From AmericanTerror.com to American Ghost Stories
American Ghost Stories didn’t start with this name. It began in 2003 as AmericanTerror.com, billed as “Your Only Online Resource for Real American Terror.”
According to its original About page, the site’s anticipated launch was July 1, 2003 (the Internet Archive’s earliest capture is May 26, 2003). It opened by covering only the South Eastern United States, with plans to expand region by region across the country — which it eventually did.

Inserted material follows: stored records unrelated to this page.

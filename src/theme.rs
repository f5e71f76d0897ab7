use std::fmt;
use std::str::FromStr;
use std::sync::Arc;

use serde::{Deserialize, Serialize};

use crate::motion::MotionCapability;

/// Key under which the preference is persisted.
pub const THEME_KEY: &str = "portfolio-theme";

const OVERLAY_PEAK_ALPHA: f32 = 0.8;

#[derive(Clone, Copy, Debug, PartialEq, Eq, Serialize, Deserialize)]
#[serde(rename_all = "lowercase")]
pub enum ThemeMode {
    Light,
    Dark,
}

impl ThemeMode {
    pub fn flipped(self) -> Self {
        match self {
            ThemeMode::Light => ThemeMode::Dark,
            ThemeMode::Dark => ThemeMode::Light,
        }
    }

    pub fn as_str(self) -> &'static str {
        match self {
            ThemeMode::Light => "light",
            ThemeMode::Dark => "dark",
        }
    }
}

#[derive(Debug, PartialEq, Eq)]
pub struct UnknownTheme;

impl fmt::Display for UnknownTheme {
    fn fmt(&self, f: &mut fmt::Formatter<'_>) -> fmt::Result {
        f.write_str("theme must be \"light\" or \"dark\"")
    }
}

impl std::error::Error for UnknownTheme {}

impl FromStr for ThemeMode {
    type Err = UnknownTheme;

    fn from_str(s: &str) -> Result<Self, Self::Err> {
        match s {
            "light" => Ok(ThemeMode::Light),
            "dark" => Ok(ThemeMode::Dark),
            _ => Err(UnknownTheme),
        }
    }
}

/// Where the theme preference lives between sessions. The application
/// adapts `eframe::Storage` to this; tests use [`MemoryStore`].
pub trait PreferenceStore {
    fn load(&self) -> Option<String>;
    fn save(&mut self, value: &str);
}

/// In-memory store, also the fallback when the host has no storage.
#[derive(Default)]
pub struct MemoryStore {
    value: Option<String>,
}

impl PreferenceStore for MemoryStore {
    fn load(&self) -> Option<String> {
        self.value.clone()
    }

    fn save(&mut self, value: &str) {
        self.value = Some(value.to_owned());
    }
}

/// Two-valued display mode with persistence and a brief crossfade replayed
/// on every applied change.
pub struct ThemeManager {
    mode: ThemeMode,
    /// True once the user has persisted a choice; environment preference
    /// changes are only honored while this is false.
    explicit: bool,
    fade_started: Option<f64>,
    motion: Arc<dyn MotionCapability>,
}

impl ThemeManager {
    /// Resolve the starting mode: saved preference, else the environment's
    /// reported preference, else dark.
    pub fn restore(
        saved: Option<&str>,
        environment: Option<ThemeMode>,
        motion: Arc<dyn MotionCapability>,
    ) -> Self {
        let (mode, explicit) = match saved.map(ThemeMode::from_str) {
            Some(Ok(mode)) => (mode, true),
            Some(Err(_)) | None => {
                if saved.is_some() {
                    log::warn!("ignoring invalid saved theme preference");
                }
                (environment.unwrap_or(ThemeMode::Dark), false)
            }
        };
        Self {
            mode,
            explicit,
            fade_started: None,
            motion,
        }
    }

    pub fn mode(&self) -> ThemeMode {
        self.mode
    }

    pub fn dark(&self) -> bool {
        self.mode == ThemeMode::Dark
    }

    /// Flip the mode and persist the result.
    pub fn toggle(&mut self, store: &mut dyn PreferenceStore, now: f64) {
        self.set(self.mode.flipped(), store, now);
    }

    /// Apply and persist a mode. Reapplying the current mode still replays
    /// the crossfade and rewrites the preference.
    pub fn set(&mut self, mode: ThemeMode, store: &mut dyn PreferenceStore, now: f64) {
        self.mode = mode;
        self.explicit = true;
        store.save(mode.as_str());
        self.fade_started = Some(now);
    }

    /// The environment's reported preference changed. Honored only while
    /// no explicit preference has been persisted; never persisted itself,
    /// so later environment changes keep being honored.
    pub fn environment_changed(&mut self, mode: ThemeMode, now: f64) {
        if self.explicit {
            return;
        }
        if self.mode != mode {
            self.mode = mode;
            self.fade_started = Some(now);
        }
    }

    /// Alpha of the crossfade overlay: up to the peak over the first half
    /// of the crossfade, back to zero over the second.
    pub fn overlay_alpha(&self, now: f64) -> f32 {
        let Some(started) = self.fade_started else {
            return 0.0;
        };
        let duration = self.motion.crossfade();
        if duration <= 0.0 {
            return 0.0;
        }
        let t = ((now - started) as f32 / duration).clamp(0.0, 1.0);
        if t >= 1.0 {
            0.0
        } else if t < 0.5 {
            OVERLAY_PEAK_ALPHA * (t / 0.5)
        } else {
            OVERLAY_PEAK_ALPHA * ((1.0 - t) / 0.5)
        }
    }
}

The early site was pure late-’90s/early-2000s web: a clickable US map, a skeleton graphic, and sections for Ghost Stories, Haunted Houses, Mass Murderers, and Serial Killers, plus a Terror Forum and a “Submit a Story” page. Its stated goal was to be your “ultimate source of terror,” and readers could reach the webmaster — who went by Bela — over AOL Instant Messenger or email.

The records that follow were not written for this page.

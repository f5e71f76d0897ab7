use rand::Rng;

const START_DELAY: f64 = 1.0;
const TYPE_SECS: f64 = 0.10;
const DELETE_SECS: f64 = 0.05;
const JITTER_SECS: f64 = 0.05;
const HOLD_FULL_SECS: f64 = 2.0;
const HOLD_EMPTY_SECS: f64 = 0.5;

/// Cycling typewriter: types a title out, holds, deletes it, moves on to
/// the next, forever. Each keystroke gets a little random jitter so the
/// rhythm reads as human.
pub struct Typewriter {
    titles: Vec<String>,
    title: usize,
    chars: usize,
    deleting: bool,
    next_at: f64,
}

impl Typewriter {
    pub fn new(titles: Vec<String>, now: f64) -> Self {
        Self {
            titles,
            title: 0,
            chars: 0,
            deleting: false,
            next_at: now + START_DELAY,
        }
    }

    /// Advance to `now` and return the currently visible text.
    pub fn tick(&mut self, now: f64) -> String {
        if self.titles.is_empty() {
            return String::new();
        }
        while now >= self.next_at {
            self.step();
        }
        self.text()
    }

    pub fn text(&self) -> String {
        if self.titles.is_empty() {
            return String::new();
        }
        self.titles[self.title].chars().take(self.chars).collect()
    }

    fn step(&mut self) {
        let length = self.titles[self.title].chars().count();
        if self.deleting {
            self.chars = self.chars.saturating_sub(1);
        } else {
            self.chars = (self.chars + 1).min(length);
        }

        let mut delay = if self.deleting { DELETE_SECS } else { TYPE_SECS };
        delay += rand::thread_rng().gen_range(0.0..JITTER_SECS);

        if !self.deleting && self.chars == length {
            delay = HOLD_FULL_SECS;
            self.deleting = true;
        } else if self.deleting && self.chars == 0 {
            self.deleting = false;
            self.title = (self.title + 1) % self.titles.len();
            delay = HOLD_EMPTY_SECS;
        }
        self.next_at += delay;
    }
}

#[cfg(test)]
mod tests {
    use super::*;

    fn writer() -> Typewriter {
        Typewriter::new(vec!["Ada".to_owned(), "Grace".to_owned()], 0.0)
    }

    /// Advance in small increments until the visible text satisfies the
    /// predicate, or fail.
    fn advance_until(
        writer: &mut Typewriter,
        now: &mut f64,
        what: &str,
        predicate: impl Fn(&str) -> bool,
    ) -> String {
        for _ in 0..10_000 {
            *now += 0.05;
            let text = writer.tick(*now);
            if predicate(&text) {
                return text;
            }
        }
        panic!("typewriter never reached state: {what}");
    }

    #[test]
    fn nothing_visible_during_the_initial_delay() {
        let mut writer = writer();
        assert_eq!(writer.tick(0.9), "");
    }

    #[test]
    fn types_the_first_title_out_in_full() {
        let mut writer = writer();
        let mut now = 0.0;
        advance_until(&mut writer, &mut now, "full first title", |t| t == "Ada");
    }

    #[test]
    fn prefixes_grow_one_character_at_a_time() {
        let mut writer = writer();
        let mut now = 0.0;
        let mut seen = Vec::new();
        while seen.last().map(String::as_str) != Some("Ada") {
            now += 0.01;
            let text = writer.tick(now);
            if seen.last() != Some(&text) {
                seen.push(text);
            }
            assert!(now < 100.0, "first title never completed");
        }
        assert_eq!(seen, ["", "A", "Ad", "Ada"]);
    }

    #[test]
    fn deletes_and_cycles_to_the_next_title() {
        let mut writer = writer();
        let mut now = 0.0;
        advance_until(&mut writer, &mut now, "first title", |t| t == "Ada");
        advance_until(&mut writer, &mut now, "second title", |t| t == "Grace");
        // and wraps back around to the first
        advance_until(&mut writer, &mut now, "wrap-around", |t| t == "Ada");
    }

    #[test]
    fn empty_title_list_stays_silent() {
        let mut writer = Typewriter::new(Vec::new(), 0.0);
        assert_eq!(writer.tick(1_000.0), "");
    }
}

Over two decades and 100-plus archived snapshots later, that project evolved into American Ghost Stories. The focus has narrowed and deepened — away from true-crime shock and toward haunted history, regional folklore, and eyewitness accounts — but the original mission holds: collect and organize America’s scariest stories, state by state.

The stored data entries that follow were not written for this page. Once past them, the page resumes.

// Account contexts

#[derive(Accounts)]
pub struct InitializeLockbox<'info> {
    #[account(mut)]
    pub signer: Signer<'info>,

    pub bridged_token_mint: Box<Account<'info, Mint>>,

    #[account(
        init,
        payer = signer,
        space = LiquidityLockbox::SIZE,
        seeds = [LOCKBOX_SEED, bridged_token_mint.key().as_ref()],
        bump,
    )]
    pub lockbox: Box<Account<'info, LiquidityLockbox>>,

    /// CHECK: Pinned to the Whirlpool program id
    #[account(address = whirlpool::WHIRLPOOL_PROGRAM_ID)]
    pub whirlpool_program: UncheckedAccount<'info>,

    /// CHECK: Decoded in the handler
    #[account(owner = whirlpool_program.key() @ LockboxError::WrongOwner)]
    pub whirlpool: UncheckedAccount<'info>,

    pub token_mint_a: Box<Account<'info, Mint>>,
    pub token_mint_b: Box<Account<'info, Mint>>,

    #[account(
        init,
        payer = signer,
        associated_token::mint = token_mint_a,
        associated_token::authority = lockbox,
    )]
    pub token_account_a: Box<Account<'info, TokenAccount>>,

    #[account(
        init,
        payer = signer,
        associated_token::mint = token_mint_b,
        associated_token::authority = lockbox,
    )]
    pub token_account_b: Box<Account<'info, TokenAccount>>,

    #[account(constraint = fee_collector_token_account_a.mint == token_mint_a.key() @ LockboxError::WrongFeeCollector)]
    pub fee_collector_token_account_a: Box<Account<'info, TokenAccount>>,

    #[account(
        constraint = fee_collector_token_account_b.mint == token_mint_b.key() @ LockboxError::WrongFeeCollector,
        constraint = fee_collector_token_account_b.key() != fee_collector_token_account_a.key() @ LockboxError::WrongFeeCollector,
    )]
    pub fee_collector_token_account_b: Box<Account<'info, TokenAccount>>,

    pub token_program: Program<'info, Token>,
    pub associated_token_program: Program<'info, AssociatedToken>,
    pub system_program: Program<'info, System>,
}

#[derive(Accounts)]
#[instruction(id: u32)]
pub struct DepositPositionForLiquidity<'info> {
    #[account(mut)]
    pub position_authority: Signer<'info>,

    #[account(
        mut,
        seeds = [LOCKBOX_SEED, lockbox.bridged_token_mint.as_ref()],
        bump = lockbox.bump[0],
    )]
    pub lockbox: Box<Account<'info, LiquidityLockbox>>,

    /// CHECK: Whirlpool position, decoded and verified against the pool
    pub position: UncheckedAccount<'info>,

    pub position_mint: Box<Account<'info, Mint>>,

    #[account(mut)]
    pub position_token_account: Box<Account<'info, TokenAccount>>,

    #[account(
        init_if_needed,
        payer = position_authority,
        associated_token::mint = position_mint,
        associated_token::authority = lockbox,
    )]
    pub custody_account: Box<Account<'info, TokenAccount>>,

    #[account(mut, address = lockbox.bridged_token_mint @ LockboxError::WrongBridgedMint)]
    pub bridged_token_mint: Box<Account<'info, Mint>>,

    #[account(mut)]
    pub bridged_token_account: Box<Account<'info, TokenAccount>>,

    #[account(
        init,
        payer = position_authority,
        space = LockboxPosition::SIZE,
        seeds = [POSITION_RECORD_SEED, lockbox.key().as_ref(), &id.to_be_bytes()],
        bump,
    )]
    pub lockbox_position: Box<Account<'info, LockboxPosition>>,

    /// CHECK: Pinned to the lockbox pool
    #[account(address = lockbox.whirlpool @ LockboxError::WrongWhirlpool)]
    pub whirlpool: UncheckedAccount<'info>,

    /// CHECK: Pinned to the lockbox configuration
    #[account(address = lockbox.whirlpool_program)]
    pub whirlpool_program: UncheckedAccount<'info>,

    pub token_program: Program<'info, Token>,
    pub associated_token_program: Program<'info, AssociatedToken>,
    pub system_program: Program<'info, System>,
}

#[derive(Accounts)]
#[instruction(index: u32)]
pub struct WithdrawLiquidityForTokens<'info> {
    pub signer: Signer<'info>,

    #[account(
        mut,
        seeds = [LOCKBOX_SEED, lockbox.bridged_token_mint.as_ref()],
        bump = lockbox.bump[0],
    )]
    pub lockbox: Box<Account<'info, LiquidityLockbox>>,

    /// CHECK: Pinned to the lockbox pool
    #[account(mut, address = lockbox.whirlpool @ LockboxError::WrongWhirlpool)]
    pub whirlpool: UncheckedAccount<'info>,

    #[account(mut, address = lockbox.bridged_token_mint @ LockboxError::WrongBridgedMint)]
    pub bridged_token_mint: Box<Account<'info, Mint>>,

    #[account(
        mut,
        constraint = bridged_token_account.owner == signer.key() @ LockboxError::WrongOwner,
    )]
    pub bridged_token_account: Box<Account<'info, TokenAccount>>,

    #[account(
        mut,
        seeds = [POSITION_RECORD_SEED, lockbox.key().as_ref(), &index.to_be_bytes()],
        bump = lockbox_position.bump[0],
    )]
    pub lockbox_position: Box<Account<'info, LockboxPosition>>,

    /// CHECK: Must be the position held by the record
    #[account(mut, address = lockbox_position.position_account @ LockboxError::UnknownPosition)]
    pub position: UncheckedAccount<'info>,

    #[account(address = lockbox_position.custody_account @ LockboxError::BadCustody)]
    pub custody_account: Box<Account<'info, TokenAccount>>,

    #[account(mut, address = lockbox.token_account_a)]
    pub token_account_a: Box<Account<'info, TokenAccount>>,

    #[account(mut, address = lockbox.token_account_b)]
    pub token_account_b: Box<Account<'info, TokenAccount>>,

    #[account(mut, address = lockbox.fee_collector_token_account_a @ LockboxError::WrongFeeCollector)]
    pub fee_collector_token_account_a: Box<Account<'info, TokenAccount>>,

    #[account(mut, address = lockbox.fee_collector_token_account_b @ LockboxError::WrongFeeCollector)]
    pub fee_collector_token_account_b: Box<Account<'info, TokenAccount>>,

    #[account(mut)]
    pub token_owner_account_a: Box<Account<'info, TokenAccount>>,

    #[account(mut)]
    pub token_owner_account_b: Box<Account<'info, TokenAccount>>,

    /// CHECK: Pool vault, validated by the Whirlpool program
    #[account(mut)]
    pub token_vault_a: UncheckedAccount<'info>,

    /// CHECK: Pool vault, validated by the Whirlpool program
    #[account(mut)]
    pub token_vault_b: UncheckedAccount<'info>,

    /// CHECK: Tick array, validated by the Whirlpool program
    #[account(mut)]
    pub tick_array_lower: UncheckedAccount<'info>,

    /// CHECK: Tick array, validated by the Whirlpool program
    #[account(mut)]
    pub tick_array_upper: UncheckedAccount<'info>,

    /// CHECK: Pinned to the lockbox configuration
    #[account(address = lockbox.whirlpool_program)]
    pub whirlpool_program: UncheckedAccount<'info>,

    pub token_program: Program<'info, Token>,
}

#[derive(Accounts)]
pub struct LiquidityLockboxState<'info> {
    pub lockbox: Box<Account<'info, LiquidityLockbox>>,
}

// Constants
pub const LOCKBOX_SEED: &[u8] = b"liquidity_lockbox";
pub const POSITION_RECORD_SEED: &[u8] = b"lockbox_position";

pub const BPS_DENOMINATOR: u64 = 10_000;

// Events
#[event]
pub struct LockboxInitialized {
    pub lockbox: Pubkey,
    pub bridged_token_mint: Pubkey,
    pub whirlpool: Pubkey,
    pub fee_rate_bps: u16,
    pub quote_slippage_bps: u16,
}

#[event]
pub struct DepositEvent {
    pub lockbox: Pubkey,
    pub depositor: Pubkey,
    pub index: u32,
    pub position: Pubkey,
    pub liquidity: u64,
    pub total_liquidity: u128,
}

#[event]
pub struct WithdrawEvent {
    pub lockbox: Pubkey,
    pub owner: Pubkey,
    pub index: u32,
    pub liquidity: u64,
    pub amount_a: u64,
    pub amount_b: u64,
    pub fee_a: u64,
    pub fee_b: u64,
    pub remaining_liquidity: u128,
}

// Error codes
#[error_code]
pub enum LockboxError {
    #[msg("Token account does not hold exactly one position token of the depositor")]
    NotAPosition,

    #[msg("Custody account is not the lockbox associated token account for the position")]
    BadCustody,

    #[msg("Token mint mismatch")]
    MintMismatch,

    #[msg("Unknown position")]
    UnknownPosition,

    #[msg("Position is already in custody")]
    AlreadyDeposited,

    #[msg("Invalid tick range")]
    InvalidRange,

    #[msg("Wrong whirlpool")]
    WrongWhirlpool,

    #[msg("Wrong position PDA")]
    WrongPositionPDA,

    #[msg("Wrong position id")]
    WrongPositionId,

    #[msg("Wrong account owner")]
    WrongOwner,

    #[msg("Bridged token mint must be owned by the lockbox with zero supply")]
    WrongBridgedMint,

    #[msg("Wrong fee collector")]
    WrongFeeCollector,

    #[msg("Fee rate above 100%")]
    InvalidFeeRate,

    #[msg("Slippage above 100%")]
    InvalidSlippage,

    #[msg("Liquidity is zero")]
    LiquidityZero,

    #[msg("Wrong position header")]
    WrongPositionHeader,

    #[msg("Insufficient bridged token balance")]
    InsufficientClaim,

    #[msg("Quoted amounts below requested minimum")]
    SlippageExceeded,

    #[msg("Amount exceeds total liquidity")]
    AmountExceedsTotalLiquidity,

    #[msg("Liquidity overflow")]
    LiquidityOverflow,

    #[msg("Liquidity underflow")]
    LiquidityUnderflow,

    #[msg("Math overflow")]
    MathOverflow,

    #[msg("Registered liquidity does not match the bridged token supply")]
    PegViolation,

    #[msg("Liquidity increases are not routed through the lockbox")]
    IncreaseNotSupported,
}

American Ghost Stories is part research project, part storytelling archive. The site cares about the tale itself and the history behind it — the towns, buildings, people, and events that gave rise to each haunting. Whether you’re here to browse ghost stories by state, revisit a well-known legend, or submit your own account, the goal is simple: to preserve America’s scariest stories and keep them alive for the readers who love them.